The primary reason that cryptocurrency can be such a lucrative investment is because of a limited supply. Cryptocurrency mining is very costly and doesn’t come with immediate rewards. As a result, the market isn’t flooded with a ton of new cryptocurrency which means the existing cryptocurrency holds its value very well.
Another benefit is that cryptocurrency is decentralized and isn’t controlled by any government or financial institution. The lack of oversight makes it quite a gamble to invest in (as recent markets have shown) but allows for a much higher reward.
Investing in the other options on this list is probably a smart idea. However, you could see a huge return on your investment by purchasing a few cryptocurrencies.

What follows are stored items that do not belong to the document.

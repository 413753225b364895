//! Handle for the Validation Registry and request-hash derivation.

use std::fmt;

use alloy::primitives::{Address, B256, U256, keccak256};
use alloy::providers::Provider;
use alloy::rpc::types::TransactionReceipt;

use crate::contracts::IValidationRegistry::{
    self, IValidationRegistryInstance, ValidationRequest, ValidationResponse,
};
use crate::error::{Error, Result};
use crate::events::{self, DecodedEvent, EventIter, TopicFilter};
use crate::invoker::{Invoker, Submission, WaitPolicy};
use crate::types::Confirmation;

/// The string hashed into a request hash: `"{agent_uri}:{snapshot_id}"`.
#[must_use]
pub fn request_hash_input(agent_uri: &str, snapshot_id: u64) -> String {
    format!("{agent_uri}:{snapshot_id}")
}

/// Keccak-256 of the UTF-8 bytes of [`request_hash_input`].
#[must_use]
pub fn request_hash(agent_uri: &str, snapshot_id: u64) -> B256 {
    keccak256(request_hash_input(agent_uri, snapshot_id).as_bytes())
}

/// Snapshot a request against the block before the current head.
#[must_use]
pub const fn snapshot_id(head: u64) -> u64 {
    head.saturating_sub(1)
}

/// Arguments of a `validationRequest` call.
#[derive(Debug, Clone, PartialEq, Eq)]
pub struct ValidationRequestParams {
    /// Validator asked to check the agent.
    pub validator: Address,
    /// Agent under validation.
    pub agent_id: U256,
    /// URI the validator should inspect.
    pub request_uri: String,
    /// Commitment identifying this request.
    pub request_hash: B256,
    /// Block height the request refers to.
    pub snapshot_id: u64,
}

impl ValidationRequestParams {
    /// Build a request whose hash commits to `agent_uri` at `snapshot_id`.
    #[must_use]
    pub fn for_snapshot(
        validator: Address,
        agent_id: U256,
        agent_uri: impl Into<String>,
        snapshot_id: u64,
    ) -> Self {
        let request_uri = agent_uri.into();
        let request_hash = request_hash(&request_uri, snapshot_id);
        Self {
            validator,
            agent_id,
            request_uri,
            request_hash,
            snapshot_id,
        }
    }
}

/// A confirmed `validationRequest` transaction and the events it emitted.
#[derive(Debug, Clone)]
pub struct SubmittedRequest {
    /// Where the transaction was mined.
    pub confirmation: Confirmation,
    /// Every `ValidationRequest` event in the receipt, in emission order.
    pub events: Vec<DecodedEvent<ValidationRequest>>,
}

impl SubmittedRequest {
    /// Decode the `ValidationRequest` events of a confirmed receipt.
    ///
    /// # Errors
    ///
    /// Returns [`Error::EventNotFound`] if there are none, or
    /// [`Error::Decode`] if one is malformed.
    pub fn from_receipt(receipt: &TransactionReceipt) -> Result<Self> {
        let events = events::decode_logs::<ValidationRequest>(receipt.inner.logs())?;
        if events.is_empty() {
            return Err(Error::EventNotFound {
                event: "ValidationRequest",
                tx_hash: receipt.transaction_hash,
            });
        }
        Ok(Self {
            confirmation: Confirmation::from(receipt),
            events,
        })
    }
}

/// Exact-match filter over the indexed fields of `ValidationResponse`.
#[derive(Debug, Clone, Copy, Default, PartialEq, Eq)]
pub struct ResponseFilter {
    /// Only responses from this validator.
    pub validator: Option<Address>,
    /// Only responses about this agent.
    pub agent_id: Option<U256>,
    /// Only responses to this request.
    pub request_hash: Option<B256>,
}

impl ResponseFilter {
    /// Whether no field is constrained.
    #[must_use]
    pub const fn is_empty(&self) -> bool {
        self.validator.is_none() && self.agent_id.is_none() && self.request_hash.is_none()
    }

    /// Topic constraints in the event's indexed-field order.
    #[must_use]
    pub fn topics(&self) -> TopicFilter {
        let mut filter = TopicFilter::new();
        if let Some(v) = self.validator {
            filter = filter.topic1(events::address_topic(v));
        }
        if let Some(id) = self.agent_id {
            filter = filter.topic2(events::uint_topic(id));
        }
        if let Some(h) = self.request_hash {
            filter = filter.topic3(h);
        }
        filter
    }
}

/// Borrowed view of the Validation Registry, obtained from [`crate::Erc8004::validation`].
pub struct ValidationRegistry<'a, P> {
    contract: IValidationRegistryInstance<&'a P>,
    provider: &'a P,
    sender: Option<Address>,
    policy: WaitPolicy,
}

impl<P: Provider> fmt::Debug for ValidationRegistry<'_, P> {
    fn fmt(&self, f: &mut fmt::Formatter<'_>) -> fmt::Result {
        f.debug_struct("ValidationRegistry")
            .field("address", self.contract.address())
            .field("sender", &self.sender)
            .finish_non_exhaustive()
    }
}

impl<'a, P: Provider> ValidationRegistry<'a, P> {
    pub(crate) fn new(
        address: Address,
        provider: &'a P,
        sender: Option<Address>,
        policy: WaitPolicy,
    ) -> Self {
        Self {
            contract: IValidationRegistry::new(address, provider),
            provider,
            sender,
            policy,
        }
    }

    /// The registry contract address.
    #[must_use]
    pub fn address(&self) -> Address {
        *self.contract.address()
    }

    /// Broadcast `validationRequest` without waiting for it to be mined.
    ///
    /// # Errors
    ///
    /// Returns [`Error::MissingSender`] before any I/O if no sender is
    /// configured, or any error of [`Invoker::submit`].
    pub async fn submit_request(&self, params: &ValidationRequestParams) -> Result<Submission> {
        let sender = self.sender.ok_or(Error::MissingSender)?;
        let call = self.contract.validationRequest(
            params.validator,
            params.agent_id,
            params.request_uri.clone(),
            params.request_hash,
            params.snapshot_id,
        );
        Invoker::new(self.provider, sender, self.policy)
            .submit(call)
            .await
    }

    /// Submit a validation request and decode the `ValidationRequest` events it emitted.
    ///
    /// # Errors
    ///
    /// Any error of [`ValidationRegistry::submit_request`],
    /// [`Submission::confirm`] or [`SubmittedRequest::from_receipt`].
    pub async fn validation_request(
        &self,
        params: &ValidationRequestParams,
    ) -> Result<SubmittedRequest> {
        let receipt = self.submit_request(params).await?.confirm().await?;
        SubmittedRequest::from_receipt(&receipt)
    }

    /// Historical `ValidationResponse` events from `from_block` to the head.
    ///
    /// # Errors
    ///
    /// Returns [`Error::Transport`] if the log query fails.
    pub async fn responses(
        &self,
        filter: &ResponseFilter,
        from_block: u64,
    ) -> Result<EventIter<ValidationResponse>> {
        events::query(self.provider, self.address(), from_block, filter.topics()).await
    }
}

#[cfg(test)]
mod tests {
    use alloy::primitives::{LogData, address};
    use alloy::rpc::types::Log;
    use alloy::sol_types::SolEvent;

    use super::*;

    #[test]
    fn hash_input_joins_uri_and_snapshot() {
        assert_eq!(
            request_hash_input("https://example.com/agent", 99),
            "https://example.com/agent:99",
            "input format is uri, colon, decimal snapshot"
        );
        assert_eq!(
            request_hash("https://example.com/agent", 99),
            keccak256(b"https://example.com/agent:99"),
            "hash is keccak256 of the UTF-8 input"
        );
    }

    #[test]
    fn request_hash_is_deterministic_and_input_sensitive() {
        let uris = ["https://example.com/agent", "https://example.com/agent2", ""];
        let mut seen = std::collections::HashSet::new();
        for uri in uris {
            for snapshot in [0, 1, 99, 100, u64::MAX] {
                let h = request_hash(uri, snapshot);
                assert_eq!(h, request_hash(uri, snapshot), "same input, same hash");
                assert!(seen.insert(h), "collision for {uri:?} at {snapshot}");
            }
        }
    }

    #[test]
    fn snapshot_is_previous_block_clamped_at_genesis() {
        assert_eq!(snapshot_id(100), 99, "one block behind head");
        assert_eq!(snapshot_id(1), 0, "block one snapshots genesis");
        assert_eq!(snapshot_id(0), 0, "never underflows");
    }

    #[test]
    fn params_commit_to_uri_and_snapshot() {
        let validator = address!("90F79bf6EB2c4f870365E785982E1f101E93b906");
        let params =
            ValidationRequestParams::for_snapshot(validator, U256::from(1), "ipfs://agent", 41);
        assert_eq!(params.request_hash, request_hash("ipfs://agent", 41), "hash matches inputs");
        assert_eq!(params.request_uri, "ipfs://agent", "uri is sent as-is");
    }

    fn response_log(agent_id: u64, block: u64) -> Log {
        let event = ValidationResponse {
            validatorAddress: address!("90F79bf6EB2c4f870365E785982E1f101E93b906"),
            agentId: U256::from(agent_id),
            requestHash: request_hash("https://example.com/agent", block),
            response: 1,
            responseURI: format!("https://validator.example/{agent_id}"),
            responseHash: B256::repeat_byte(0xab),
            tag: "demo".to_owned(),
        };
        Log {
            inner: alloy::primitives::Log {
                address: address!("e7f1725E7734CE288F8367e1Bb143E90bb3F0512"),
                data: event.encode_log_data(),
            },
            block_number: Some(block),
            ..Default::default()
        }
    }

    #[test]
    fn agent_filter_keeps_only_that_agent() {
        let mut logs: Vec<Log> = [3, 5, 7, 5, 11, 5, 2]
            .iter()
            .enumerate()
            .map(|(i, id)| response_log(*id, 10 + i as u64))
            .collect();
        // An unrelated event in the same range.
        logs.push(Log {
            inner: alloy::primitives::Log {
                address: Address::ZERO,
                data: LogData::new_unchecked(
                    vec![ValidationRequest::SIGNATURE_HASH],
                    Default::default(),
                ),
            },
            ..Default::default()
        });

        let filter = ResponseFilter {
            agent_id: Some(U256::from(5)),
            ..ResponseFilter::default()
        };
        let events: Vec<_> = EventIter::<ValidationResponse>::new(logs, filter.topics())
            .collect::<Result<_>>()
            .unwrap();

        assert_eq!(events.len(), 3, "three responses concern agent 5");
        assert!(
            events.iter().all(|e| e.event.agentId == U256::from(5)),
            "every decoded record is for agent 5"
        );
        let blocks: Vec<_> = events.iter().filter_map(|e| e.block_number).collect();
        assert_eq!(blocks, vec![11, 13, 15], "emission order is preserved");
    }

    #[test]
    fn request_hash_filter_targets_third_topic() {
        let wanted = request_hash("https://example.com/agent", 12);
        let logs: Vec<Log> = (10..15).map(|b| response_log(5, b)).collect();
        let filter = ResponseFilter {
            request_hash: Some(wanted),
            ..ResponseFilter::default()
        };
        let events: Vec<_> = EventIter::<ValidationResponse>::new(logs, filter.topics())
            .collect::<Result<_>>()
            .unwrap();
        assert_eq!(events.len(), 1, "a single response matches the hash");
        assert_eq!(events[0].event.requestHash, wanted, "matched by request hash");
    }

    #[test]
    fn empty_filter_has_no_topics() {
        assert!(ResponseFilter::default().is_empty(), "default is unconstrained");
        assert!(ResponseFilter::default().topics().is_empty(), "no topic constraints");
    }

    #[tokio::test]
    async fn registry_responses_for_agent_five() {
        use alloy::providers::ProviderBuilder;
        use alloy::transports::mock::Asserter;

        use crate::Erc8004;
        use crate::networks::NetworkAddresses;

        let asserter = Asserter::new();
        let provider = ProviderBuilder::new()
            .disable_recommended_fillers()
            .connect_mocked_client(asserter.clone());
        let client = Erc8004::new(provider).with_addresses(NetworkAddresses::LOCAL_DEVNET);
        let registry = client.validation().unwrap();

        let logs: Vec<Log> = [3, 5, 7, 5, 11, 5, 2]
            .iter()
            .enumerate()
            .map(|(i, id)| response_log(*id, 100 + i as u64))
            .collect();
        asserter.push_success(&logs);

        let filter = ResponseFilter {
            agent_id: Some(U256::from(5)),
            ..ResponseFilter::default()
        };
        let events = registry
            .responses(&filter, 90)
            .await
            .unwrap()
            .collect::<Result<Vec<_>>>()
            .unwrap();

        assert_eq!(events.len(), 3, "three of seven responses concern agent 5");
        assert!(
            events.iter().all(|e| e.event.agentId == U256::from(5)),
            "no other agent leaks through"
        );
        let debug = format!("{registry:?}");
        assert!(
            debug.starts_with("ValidationRegistry") && debug.contains("address"),
            "handle debug names the contract: {debug}"
        );
    }
}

Invest today to protect your money from high inflation
A global pandemic caused the entire world to change how it functioned overnight and lasted for more than two years. Society might be slowly returning to normal, but the economy is going to take a little while longer, particularly for those on a fixed income.
Inflation has been hitting hard lately and is impacting practically every part of daily life. The storm won’t last forever, but it could stay a while and do some serious damage while it’s here.
Protect your bottom line. Investing in some of the six opportunities listed above can help you to keep your money safe. You can weather the storm of inflation and maybe come out the other side with a solid profit.